此:
library(rvest)
library(httr)
library(tibble)
library(purrr)
pg <- read_html("http://www.fiskistofa.is/english/quotas-and-catches/total-catches-by-harbours-months-and-vessel-type/")
html_nodes(pg, "select#fyrirsp>option") %>%
map_df(~data_frame(value=html_attr(., "value"), display=html_text(., trim=TRUE)))
## # A tibble: 5 × 2
## value display
## <chr> <chr>
## 1 ateh By landing harbor
## 2 hteh Main species by landing harbor
## 3 atem By month
## 4 ateu By vessel type
## 5 atev By fishing gear
让你在select
下拉值。
但是,你(可能)真正需要的是这样的:
#' Get catch data by various parameters
#'
#' @param search_by either one of ateh, hteh, atem, ateum, atev or their display name equivalents
#' @param dagur_fra,hnappur from/to dates (either an R Date object or a date in dd.mm.yyyy string format)
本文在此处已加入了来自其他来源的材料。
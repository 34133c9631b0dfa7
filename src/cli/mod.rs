//! Command-line interface for gampoi_transform

use std::path::PathBuf;
use std::str::FromStr;

use clap::{Args, Parser, Subcommand};

use crate::data::{BlockParams, DEFAULT_BLOCK_ROWS};
use crate::dispersion::{Overdispersion, OverdispersionSpec};
use crate::error::{Result, TransformError};
use crate::glm::{DesignMatrix, ResidualKind};
use crate::normalization::{SizeFactorMethod, SizeFactorSpec};
use crate::rng::DEFAULT_SEED;
use crate::transform::{Clipping, DeltaParams, ResidualParams, DEFAULT_MINIMUM_OVERDISPERSION};

#[derive(Parser, Debug)]
#[command(name = "gampoi_transform")]
#[command(version)]
#[command(about = "Variance-stabilizing transformations for Gamma-Poisson count matrices")]
pub struct Cli {
    #[command(subcommand)]
    pub command: Commands,

    /// Enable verbose output
    #[arg(short, long, global = true)]
    pub verbose: bool,
}

#[derive(Subcommand, Debug)]
pub enum Commands {
    /// acosh(2 alpha x + 1) / sqrt(alpha) of the size-factor normalized counts
    #[command(after_long_help = "\
Examples:
  gampoi_transform acosh -c counts.tsv -o acosh.tsv
  gampoi_transform acosh -c counts.tsv -o acosh.tsv --overdispersion estimate
  gampoi_transform acosh -c big.tsv -o acosh.tsv --streaming --block-rows 5000")]
    Acosh(DeltaArgs),

    /// log(4 alpha x + 1) / sqrt(alpha) of the size-factor normalized counts
    #[command(after_long_help = "\
Examples:
  gampoi_transform shifted-log -c counts.tsv -o log.tsv
  gampoi_transform shifted-log -c counts.tsv -o log.tsv --pseudo-count 1")]
    ShiftedLog(DeltaArgs),

    /// Residuals of a per-gene Gamma-Poisson GLM
    #[command(after_long_help = "\
Examples:
  gampoi_transform residuals -c counts.tsv -o rqr.tsv --seed 1
  gampoi_transform residuals -c counts.tsv -o pearson.tsv --residual-type pearson --clipping sqrt
  gampoi_transform residuals -c counts.tsv -m samples.tsv -d condition -o rqr.tsv \\
    --shrinkage --fit-output fit.json")]
    Residuals(ResidualArgs),
}

/// Input, output and block handling shared by every subcommand
#[derive(Args, Debug, Clone)]
pub struct InputArgs {
    /// Count matrix (tab or comma separated, gene ids in the first column)
    #[arg(short, long)]
    pub counts: PathBuf,

    /// Output file (tab separated)
    #[arg(short, long)]
    pub output: PathBuf,

    /// Size factors: normed_sum, ratio, poscounts or none
    #[arg(long, default_value = "normed_sum")]
    pub size_factors: String,

    /// Genes per block
    #[arg(long, default_value_t = DEFAULT_BLOCK_ROWS)]
    pub block_rows: usize,

    /// Read and write the matrix one block at a time instead of loading it
    #[arg(long)]
    pub streaming: bool,
}

impl InputArgs {
    pub fn block(&self) -> BlockParams {
        BlockParams {
            block_rows: self.block_rows,
        }
    }
}

#[derive(Args, Debug, Clone)]
pub struct DeltaArgs {
    #[command(flatten)]
    pub input: InputArgs,

    /// Overdispersion: a number, "estimate" or "poisson"
    #[arg(long, default_value = "0.05")]
    pub overdispersion: String,

    /// Pseudo-count c, used as overdispersion 1 / (4c)
    #[arg(long)]
    pub pseudo_count: Option<f64>,

    /// Smallest overdispersion used by the shifted logarithm
    #[arg(long, default_value_t = DEFAULT_MINIMUM_OVERDISPERSION)]
    pub minimum_overdispersion: f64,
}

impl DeltaArgs {
    pub fn params(&self) -> Result<DeltaParams> {
        Ok(DeltaParams {
            overdispersion: self.overdispersion.parse()?,
            size_factors: parse_size_factors(&self.input.size_factors)?,
            pseudo_count: self.pseudo_count.map(Overdispersion::Scalar),
            minimum_overdispersion: self.minimum_overdispersion,
            block: self.input.block(),
        })
    }
}

#[derive(Args, Debug, Clone)]
pub struct ResidualArgs {
    #[command(flatten)]
    pub input: InputArgs,

    /// pearson, randomized_quantile, deviance, working, response or quantile
    #[arg(long, default_value = "randomized_quantile")]
    pub residual_type: String,

    /// Overdispersion: "estimate", a number or "poisson"
    #[arg(long, default_value = "estimate")]
    pub overdispersion: String,

    /// Sample metadata (first column sample ids)
    #[arg(short, long)]
    pub metadata: Option<PathBuf>,

    /// Metadata column used as a categorical design variable
    #[arg(short, long, requires = "metadata")]
    pub design: Option<String>,

    /// Model sequencing depth as a covariate instead of an offset
    #[arg(long)]
    pub no_offset_model: bool,

    /// Ridge penalty on the non-intercept coefficients
    #[arg(long)]
    pub ridge_penalty: Option<f64>,

    /// Shrink overdispersions toward their mean trend
    #[arg(long)]
    pub shrinkage: bool,

    /// Clip residuals to ±sqrt(samples) ("sqrt") or ±value
    #[arg(long)]
    pub clipping: Option<String>,

    /// Seed for randomized quantile residuals
    #[arg(long, default_value_t = DEFAULT_SEED)]
    pub seed: u64,

    /// Write the fitted model as JSON
    #[arg(long)]
    pub fit_output: Option<PathBuf>,
}

impl ResidualArgs {
    pub fn params(&self, design: Option<DesignMatrix>) -> Result<ResidualParams> {
        Ok(ResidualParams {
            kind: ResidualKind::from_str(&self.residual_type)?,
            design,
            offset_model: !self.no_offset_model,
            ridge_penalty: self.ridge_penalty,
            overdispersion: parse_residual_overdispersion(&self.overdispersion)?,
            overdispersion_shrinkage: self.shrinkage,
            size_factors: parse_size_factors(&self.input.size_factors)?,
            clipping: self.clipping.as_deref().map_or(Ok(Clipping::None), parse_clipping)?,
            return_fit: self.fit_output.is_some(),
            block: self.input.block(),
        })
    }
}

/// "none" means no normalization; anything else names a method
pub fn parse_size_factors(s: &str) -> Result<SizeFactorSpec> {
    match s.trim().to_lowercase().as_str() {
        "none" | "false" => Ok(SizeFactorSpec::Unit),
        other => SizeFactorMethod::from_str(other).map(SizeFactorSpec::Auto),
    }
}

pub fn parse_clipping(s: &str) -> Result<Clipping> {
    match s.trim().to_lowercase().as_str() {
        "sqrt" | "true" => Ok(Clipping::SqrtSamples),
        "none" | "false" => Ok(Clipping::None),
        other => other
            .parse::<f64>()
            .map(Clipping::Value)
            .map_err(|_| TransformError::InvalidInput {
                reason: format!("cannot interpret '{}' as a clipping bound", s),
            }),
    }
}

/// Residuals cannot take overdispersions from a model on the command line
fn parse_residual_overdispersion(s: &str) -> Result<OverdispersionSpec> {
    match OverdispersionSpec::from_str(s)? {
        OverdispersionSpec::FromModel => Err(TransformError::InvalidInput {
            reason: "--overdispersion model is not available for residuals".to_string(),
        }),
        spec => Ok(spec),
    }
}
#' @param lang language (prbly not relevant but it was part of the HTTP request). "en" by default and I assume a subset of ISO2C is valid
get_catch_data <- function(search_by, dagur_fra, dagur_til, lang="en") {
require(httr)
require(rvest)
require(tibble)
URL <- "http://www.fiskistofa.is/english/quotas-and-catches/total-catches-by-harbours-months-and-vessel-type/bbt.jsp"
# this will enable us to translate the search parameter to what we need
# match.arg also gives us error checking the param for free
by_trans <- c(`by landing harbor`="ateh", `ateh`="ateh",
`main species by landing harbor`="hteh", `hteh`="hteh",
`by month`="atem", `atem`="atem",
`by vessel type`="ateu", `ateu`="ateu",
`by fishing gear`="atev", `atev`="atev")
search_by <- match.arg(by_trans[tolower(search_by)],
c("ateh", "hteh", "atem", "ateu", "atev"))
# if strings are not passed in for dates, make them strings
if (inherits(dagur_fra, "Date")) dagur_fra <- format(dagur_fra, "%d.%m.%Y")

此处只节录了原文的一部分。